COOPER STATE PARK
Lake Holathlikaha is the heart of Fort Cooper State Park. Spring-fed and crystal-clear, the 160 acre lake lured battle-weary volunteers to its banks in 1836, where they built and defended a frontier fort. Today, it charms thousands of visitors each year with its unique blend of beauty and history.
is named for Maj. Mark Anthony Cooper, commander of five companies of the
First Georgia Battalion of Volunteers during the Second Seminole War. In
April 1836, Cooper's duty as to protect the sick and wounded left behind
during Gen. Winfield Scott's long march to present-day Tampa. For 16 days,
Cooper and about 380 men watched and waited, drinking from the waters of
the lake and scanning the woods that rimmed its eastern shore. There were
several skirmishes, but the volunteers held their own. On April 18, Scott
returned with supplies and reinforcements, leading the men of Fort Cooper
from their frontier sanctuary into new battles. The 710 acres that would
become Fort Cooper State Park were acquired in 1970 from private owners.
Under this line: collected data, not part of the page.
//! Sans-IO role state machine for the Nexus relay protocol.
//!
//! [`Connector`] never touches a socket. The driver feeds it transport signals
//! ([`handle_open`](Connector::handle_open), [`handle_message`](Connector::handle_message),
//! [`handle_error`](Connector::handle_error), [`handle_close`](Connector::handle_close))
//! and collects outbound work with [`drain_outbound`](Connector::drain_outbound).
//! Outbound work issued before the transport opens is held and released in
//! call order once it does.
//!
//! Roles are committed optimistically: [`host`](Connector::host) switches to the
//! `Host` role immediately and only reverts if the server or the transport says
//! otherwise.
//!
//! # Example
//!
//! ```
//! use nexus_client::{Connector, NexusConfig, RoleKind};
//!
//! let mut connector = Connector::new(NexusConfig::default());
//! connector.join("roomA")?;
//! assert_eq!(connector.role(), RoleKind::Client);
//! assert!(connector.drain_outbound().is_empty()); // not open yet
//!
//! connector.handle_open();
//! assert_eq!(connector.drain_outbound().len(), 1);
//!
//! connector.handle_message(r#"{"type":"JOINED","host":"abc"}"#);
//! assert!(connector.joined().is_succeeded());
//! # Ok::<(), nexus_client::NexusError>(())
//! ```

use std::collections::VecDeque;
use std::fmt;
use std::ops::{Deref, DerefMut};

use serde_json::Value;
use tracing::{debug, error, info, warn};

use crate::config::NexusConfig;
use crate::error::{NexusError, Result};
use crate::outcome::DeferredOutcome;
use crate::protocol::{
    ClientFrame, ClientId, CloseInfo, HostDescriptor, HostId, HostingInfo, ServerFrame,
    ServerInfo,
};
use crate::role::{ClientState, HostState, Role, RoleKind};
use crate::signal::DeferredSignal;
use crate::version::check_api_version;

/// Default reason used by [`Connector::close_default`].
pub const DEFAULT_CLOSE_REASON: &str = "You closed your connection";

// ── Outbound queue ──────────────────────────────────────────────────

/// Work the driver must perform on the transport.
#[derive(Debug, Clone, PartialEq)]
pub enum Outbound {
    /// Encode and send a frame.
    Frame(ClientFrame),
    /// Close the transport.
    Close(CloseInfo),
}

/// State of the underlying transport as seen by the connector.
#[derive(Debug, Clone, Copy, PartialEq, Eq)]
pub enum LinkState {
    /// Not opened yet; outbound work is held.
    Connecting,
    /// Open; outbound work is released.
    Open,
    /// Failed with a transport error.
    Failed,
    /// Closed.
    Closed,
}

#[derive(Debug)]
struct Outbox {
    link: LinkState,
    queue: VecDeque<Outbound>,
}

impl Outbox {
    fn push(&mut self, item: Outbound) {
        match self.link {
            LinkState::Connecting | LinkState::Open => self.queue.push_back(item),
            LinkState::Failed | LinkState::Closed => {
                debug!(?item, "dropping outbound work after the connection ended");
            }
        }
    }

    fn is_live(&self) -> bool {
        matches!(self.link, LinkState::Connecting | LinkState::Open)
    }
}
#![no_main]

use libfuzzer_sys::fuzz_target;
use nexus_client::{Connector, NexusConfig};

// Feeds newline-separated frames to connectors in every starting role.
fuzz_target!(|data: &[u8]| {
    let Ok(text) = std::str::from_utf8(data) else {
        return;
    };
    let config = NexusConfig::default().with_suppress_missed_warnings(true);
    for setup in 0..3 {
        let mut connector = Connector::new(config.clone());
        let _ = match setup {
            0 => connector.host("fuzz").map(|_| ()),
            1 => connector.join_or_host("fuzz").map(|_| ()),
            _ => Ok(()),
        };
        connector.handle_open();
        for line in text.lines() {
            connector.handle_message(line);
            let _ = connector.drain_outbound();
        }
    }
});
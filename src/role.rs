//! Connector roles and their role-scoped state.
//!
//! A connector is always in exactly one [`Role`]. Role-scoped data (the host's
//! client list, the client's message signal, ...) lives inside the variant, so
//! replacing the variant drops every attribute of the previous role at once.
//! [`RoleKind`] doubles as the role registry: it maps role names to the factory
//! that builds a fresh state for that role.

use std::fmt;
use std::str::FromStr;

use serde_json::Value;

use crate::error::NexusError;
use crate::protocol::{ClientId, HostDescriptor, HostId};
use crate::signal::DeferredSignal;

/// Name of a connector role.
#[derive(Debug, Clone, Copy, PartialEq, Eq, Hash)]
pub enum RoleKind {
    /// Terminal, inert role after the transport failed or closed.
    Dead,
    /// Initial, undecided role. Can host or join.
    User,
    /// Registered (or registering) as a host.
    Host,
    /// Joined (or joining) a host.
    Client,
}

impl RoleKind {
    /// Every registered role.
    pub const ALL: [RoleKind; 4] = [Self::Dead, Self::User, Self::Host, Self::Client];

    /// Registry name of the role.
    pub fn name(self) -> &'static str {
        match self {
            Self::Dead => "Dead",
            Self::User => "User",
            Self::Host => "Host",
            Self::Client => "Client",
        }
    }

    /// Build a fresh state for this role.
    pub fn instantiate(self, suppress_missed_warnings: bool) -> Role {
        match self {
            Self::Dead => Role::Dead,
            Self::User => Role::User,
            Self::Host => Role::Host(HostState::new(suppress_missed_warnings)),
            Self::Client => Role::Client(ClientState::new(suppress_missed_warnings)),
        }
    }
}

impl fmt::Display for RoleKind {
    fn fmt(&self, f: &mut fmt::Formatter<'_>) -> fmt::Result {
        f.write_str(self.name())
    }
}

impl FromStr for RoleKind {
    type Err = NexusError;

    fn from_str(s: &str) -> Result<Self, Self::Err> {
        Self::ALL
            .into_iter()
            .find(|kind| kind.name() == s)
            .ok_or_else(|| NexusError::InvalidRole(s.to_owned()))
    }
}

/// The active role together with its role-scoped state.
#[derive(Debug)]
pub enum Role {
    /// No capabilities.
    Dead,
    /// Undecided.
    User,
    /// Hosting.
    Host(HostState),
    /// Joined to a host.
    Client(ClientState),
}

impl Role {
    /// Name of this role.
    pub fn kind(&self) -> RoleKind {
        match self {
            Self::Dead => RoleKind::Dead,
            Self::User => RoleKind::User,
            Self::Host(_) => RoleKind::Host,
            Self::Client(_) => RoleKind::Client,
        }
    }
}

/// State that exists only while the connector is a host.
#[derive(Debug)]
pub struct HostState {
    pub(crate) host_id: Option<HostId>,
    pub(crate) host_name: Option<String>,
    pub(crate) client_ids: Vec<ClientId>,
    pub(crate) on_new_client: DeferredSignal<(ClientId, Value)>,
    pub(crate) on_lost_client: DeferredSignal<ClientId>,
    pub(crate) on_message: DeferredSignal<(Value, ClientId)>,
}

impl HostState {
    fn new(suppressed: bool) -> Self {
        Self {
            host_id: None,
            host_name: None,
            client_ids: Vec::new(),
            on_new_client: DeferredSignal::warning("<Host>.on_new_client", suppressed),
            on_lost_client: DeferredSignal::warning("<Host>.on_lost_client", suppressed),
            on_message: DeferredSignal::warning("<Host>.on_message", suppressed),
        }
    }

    /// Identifier assigned by the server once hosting is confirmed.
    pub fn host_id(&self) -> Option<&HostId> {
        self.host_id.as_ref()
    }

    /// Name registered by the server once hosting is confirmed.
    pub fn host_name(&self) -> Option<&str> {
        self.host_name.as_deref()
    }

    /// Connected clients, in join order.
    pub fn client_ids(&self) -> &[ClientId] {
        &self.client_ids
    }

    /// Fires with `(client_id, join_request)` when a client joins.
    pub fn on_new_client(&mut self) -> &mut DeferredSignal<(ClientId, Value)> {
        &mut self.on_new_client
    }

    /// Fires with the client id when a client leaves.
    pub fn on_lost_client(&mut self) -> &mut DeferredSignal<ClientId> {
        &mut self.on_lost_client
    }

    /// Fires with `(message, client_id)` for every message from a client.
    pub fn on_message(&mut self) -> &mut DeferredSignal<(Value, ClientId)> {
        &mut self.on_message
    }

    /// Record a joined client. Returns `false` if it was already known.
    pub(crate) fn add_client(&mut self, client_id: &ClientId) -> bool {
        if self.client_ids.contains(client_id) {
            return false;
        }
        self.client_ids.push(client_id.clone());
        true
    }

    /// Forget a client. Returns `false` if it was not known.
    pub(crate) fn remove_client(&mut self, client_id: &ClientId) -> bool {
        let before = self.client_ids.len();
        self.client_ids.retain(|id| id != client_id);
        self.client_ids.len() != before
    }
}

/// State that exists only while the connector is a client.
#[derive(Debug)]
pub struct ClientState {
    pub(crate) host_id: Option<HostId>,
    pub(crate) on_message: DeferredSignal<Value>,
    /// Messages sent before the join was confirmed.
    pub(crate) held: Vec<Value>,
    /// Descriptor to host with if the join is rejected (`join_or_host`).
    pub(crate) fallback: Option<HostDescriptor>,
}

impl ClientState {
    fn new(suppressed: bool) -> Self {
        Self {
            host_id: None,
            on_message: DeferredSignal::warning("<Client>.on_message", suppressed),
            held: Vec::new(),
            fallback: None,
        }
    }

    /// Identifier of the joined host, once confirmed.
    pub fn host_id(&self) -> Option<&HostId> {
        self.host_id.as_ref()
    }

    /// Returns `true` once the server confirmed the join.
    pub fn is_joined(&self) -> bool {
        self.host_id.is_some()
    }

    /// Fires with every message relayed from the host.
    pub fn on_message(&mut self) -> &mut DeferredSignal<Value> {
        &mut self.on_message
    }
}

#[cfg(test)]
#[allow(clippy::unwrap_used, clippy::expect_used, clippy::panic)]
mod tests {
    use super::*;
    use crate::protocol::Identifier;

    #[test]
    fn registry_resolves_every_role_name() {
        for kind in RoleKind::ALL {
            let parsed: RoleKind = kind.name().parse().unwrap();
            assert_eq!(parsed, kind);
            assert_eq!(kind.instantiate(true).kind(), kind);
        }
    }

    #[test]
    fn registry_rejects_unknown_names() {
        let err = "Spectator".parse::<RoleKind>().unwrap_err();
        assert!(matches!(err, NexusError::InvalidRole(name) if name == "Spectator"));
        assert!("host".parse::<RoleKind>().is_err());
    }

    #[test]
    fn host_client_list_keeps_join_order_and_uniqueness() {
        let mut host = HostState::new(true);
        assert!(host.add_client(&Identifier::from(3_u64)));
        assert!(host.add_client(&Identifier::from(1_u64)));
        assert!(!host.add_client(&Identifier::from(3_u64)));
        assert_eq!(
            host.client_ids(),
            &[Identifier::from(3_u64), Identifier::from(1_u64)]
        );

        assert!(host.remove_client(&Identifier::from(3_u64)));
        assert!(!host.remove_client(&Identifier::from(42_u64)));
        assert_eq!(host.client_ids(), &[Identifier::from(1_u64)]);
    }

    #[test]
    fn fresh_client_is_not_joined() {
        let client = ClientState::new(true);
        assert!(!client.is_joined());
        assert!(client.host_id().is_none());
    }
}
It opened to the public in 1977. The swamp and marsh
areas around the lake, the hardwood hammock, and the sandhill communities
provide opportunities to observe the extensive wildlife on the park's 10
miles of self-guided trails. Deer, fox, rabbits, owls, herons and cardinals
are all residents of park.
Swimming, sunbathing and fishing are very popular activities at this park. The hardwood hammock is an excellent picnic area complete with grills, tables and pavilions. Pavilions are available to rent as are canoes and paddle boats which can be rented for a day of enjoyment in the lake.
Some facilities and activities
in the park are accessible to people with disabilities.